Artemis is based in OpenGL and uses SDL for a large variety of plugins, window management, and other behaviors. If you want to build Artemis, you will also need the following projects:
- glew (I suggest using the fork at https://github.com/Tythos/glew)
- SDL2 (I suggest using the core project at (https://github.com/libsdl-org/SDL)
- SDL2_image (I suggest using the fork at https://github.com/Tythos/SDL_image)
- SDL2_mixer (I suggest using the fork at https://github.com/Tythos/SDL_mixer)
- SDL2_ttf (I suggest using the fork at https://github.com/Tythos/SDL_ttf)
The engine architecture is pretty straightforward, consisting of some useful classes and subsystems within a singleton engine instance. External rendering and game loops can be implemented, so you really only mess with what you want. Event handling is done by populating a set of event triggers with function pointer pairs (one to trigger, one to react), that can be optionally organized by specific application state (enumerations).
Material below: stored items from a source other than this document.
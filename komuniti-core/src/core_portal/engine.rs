//! Engine facade composing the resolver, filters and channel resolution
//!
//! Data flow: identity attributes -> membership set -> {audience-filtered
//! feed, channel list} -> query filter. Every operation recomputes from
//! immutable inputs; the engine holds only read-only tables and is safe to
//! share across threads.

use crate::config::{ConfigError, PortalConfig};
use crate::core_audience::{apply_query, is_visible, ContentQuery};
use crate::core_catalog::{ContentCatalog, ContentItem, StaticCatalog};
use crate::core_channel::{ChannelMetadata, ChannelResolver, DerivedChannel};
use crate::core_member::{Member, MembershipRules, MembershipSet};
use tracing::debug;

/// The audience-targeting and channel-resolution engine.
///
/// Holds the process-wide read-only state: the membership rule table, the
/// content catalog and the channel metadata table. All evaluation methods
/// are pure over their inputs.
pub struct PortalEngine {
    rules: MembershipRules,
    catalog: Box<dyn ContentCatalog>,
    channel_resolver: ChannelResolver,
}

impl PortalEngine {
    /// Engine over the built-in rule table, catalog seed and metadata.
    pub fn new() -> Self {
        Self::with_parts(
            MembershipRules::default(),
            Box::new(StaticCatalog::seeded()),
            ChannelMetadata::default(),
        )
    }

    /// Engine over externally supplied tables.
    pub fn with_parts(
        rules: MembershipRules,
        catalog: Box<dyn ContentCatalog>,
        metadata: ChannelMetadata,
    ) -> Self {
        PortalEngine {
            rules,
            catalog,
            channel_resolver: ChannelResolver::new(metadata),
        }
    }

    /// Engine over validated configuration.
    pub fn from_config(config: &PortalConfig) -> Result<Self, ConfigError> {
        let rules = MembershipRules::new(
            config.membership.rules.clone(),
            config.membership.baseline_batch.clone(),
        );
        let catalog = StaticCatalog::new(
            config.catalog.items.clone(),
            config.catalog.templates.clone(),
        )?;
        let metadata = ChannelMetadata::with_overrides(config.channel_meta.clone());
        Ok(Self::with_parts(rules, Box::new(catalog), metadata))
    }

    /// The membership rule table in use.
    pub fn rules(&self) -> &MembershipRules {
        &self.rules
    }

    /// Derive the membership set for a member: the id-derived memberships
    /// plus the profile institution, carried so the channel resolver
    /// consumes a single value.
    pub fn membership(&self, member: &Member) -> MembershipSet {
        self.rules
            .resolve(&member.id)
            .with_institution(member.institution.clone())
    }

    /// The member's feed: audience-visible catalog items narrowed by the
    /// query, in catalog order.
    pub fn feed(&self, member: &Member, query: &ContentQuery) -> Vec<ContentItem> {
        let visible: Vec<&ContentItem> = self
            .catalog
            .items()
            .iter()
            .filter(|item| is_visible(member, item))
            .collect();
        let matched = apply_query(member, visible, query);
        debug!(
            member = %member.id,
            catalog = self.catalog.items().len(),
            matched = matched.len(),
            "assembled feed"
        );
        matched.into_iter().cloned().collect()
    }

    /// The ordered list of channels the member may join.
    pub fn channels(&self, member: &Member) -> Vec<DerivedChannel> {
        let membership = self.membership(member);
        self.channel_resolver
            .resolve(&membership, self.catalog.templates())
    }
}

impl Default for PortalEngine {
    fn default() -> Self {
        Self::new()
    }
}

#[cfg(test)]
mod tests {
    use super::*;
    use crate::core_audience::FacetKind;
    use crate::core_catalog::AudienceRule;

    fn mara_snu_member() -> Member {
        Member::new("K001", "Ahmad Zaki")
            .with_scholarship("MARA")
            .with_institution("SNU")
    }

    #[test]
    fn test_membership_carries_profile_institution() {
        let engine = PortalEngine::new();
        let membership = engine.membership(&mara_snu_member());
        assert_eq!(membership.institution.as_deref(), Some("SNU"));
        assert_eq!(membership.batch_year, "2024");
        assert_eq!(membership.clubs().len(), 2);
    }

    #[test]
    fn test_feed_filters_by_audience() {
        let engine = PortalEngine::new();
        let feed = engine.feed(&mara_snu_member(), &ContentQuery::default());

        // General + both MARA items + the SNU item; Yonsei item hidden.
        let ids: Vec<&str> = feed.iter().map(|i| i.id.as_str()).collect();
        assert_eq!(ids, ["1", "2", "4", "5", "6"]);
    }

    #[test]
    fn test_feed_for_member_without_attributes() {
        let engine = PortalEngine::new();
        let feed = engine.feed(&Member::new("K900", "Plain Member"), &ContentQuery::default());
        let ids: Vec<&str> = feed.iter().map(|i| i.id.as_str()).collect();
        assert_eq!(ids, ["1", "4"]);
        assert!(feed
            .iter()
            .all(|item| item.audience == AudienceRule::General));
    }

    #[test]
    fn test_feed_composes_query_on_top_of_audience() {
        let engine = PortalEngine::new();
        let query = ContentQuery::default().with_facet(FacetKind::Unread);
        let feed = engine.feed(&mara_snu_member(), &query);
        let ids: Vec<&str> = feed.iter().map(|i| i.id.as_str()).collect();
        assert_eq!(ids, ["1", "2", "5"]);
    }

    #[test]
    fn test_channels_for_demo_member() {
        let engine = PortalEngine::new();
        let member = Member::new("demo", "Demo User")
            .with_scholarship("MARA")
            .with_institution("Yonsei");
        let channels = engine.channels(&member);

        let ids: Vec<&str> = channels.iter().map(|c| c.id.as_str()).collect();
        assert_eq!(
            ids,
            [
                "komuniti-official",
                "club-badminton-club",
                "club-recreational-club",
                "university-yonsei",
                "batch-2024",
                "event-hackathon-hacktopus",
                "event-cultural-night-2024",
                "korean-language",
                "casual-chat",
            ]
        );
    }

    #[test]
    fn test_channels_ignore_display_name() {
        let engine = PortalEngine::new();
        let a = Member::new("K001", "Ahmad Zaki");
        let b = Member::new("K001", "Someone Else Entirely");
        assert_eq!(engine.channels(&a), engine.channels(&b));
    }

    #[test]
    fn test_engine_is_send_and_sync() {
        fn assert_send_sync<T: Send + Sync>() {}
        assert_send_sync::<PortalEngine>();
    }
}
While you can build the engine library directly from the MSVC solution in "msvc/ArtemisLib.sln", which also includes a "TestDriver" project for debugging and reference purposes, the core engine is (thanks, SDL!) largely cross-platform and was in fact originally developed on my college-age MacBook Pro. Shoutout to the old iDevGames forum community! While largely 2d in practice, there's sufficient support for basic 3d operations as well since it's all on OpenGL anyway.
I don't claim this is a work of art. I've learned a lot since then and would take many, many, many different approaches were I to rewrite the engine with modern tooling (something I am sorely tempted to do). So, enjoy poking around but please don't take it too seriously.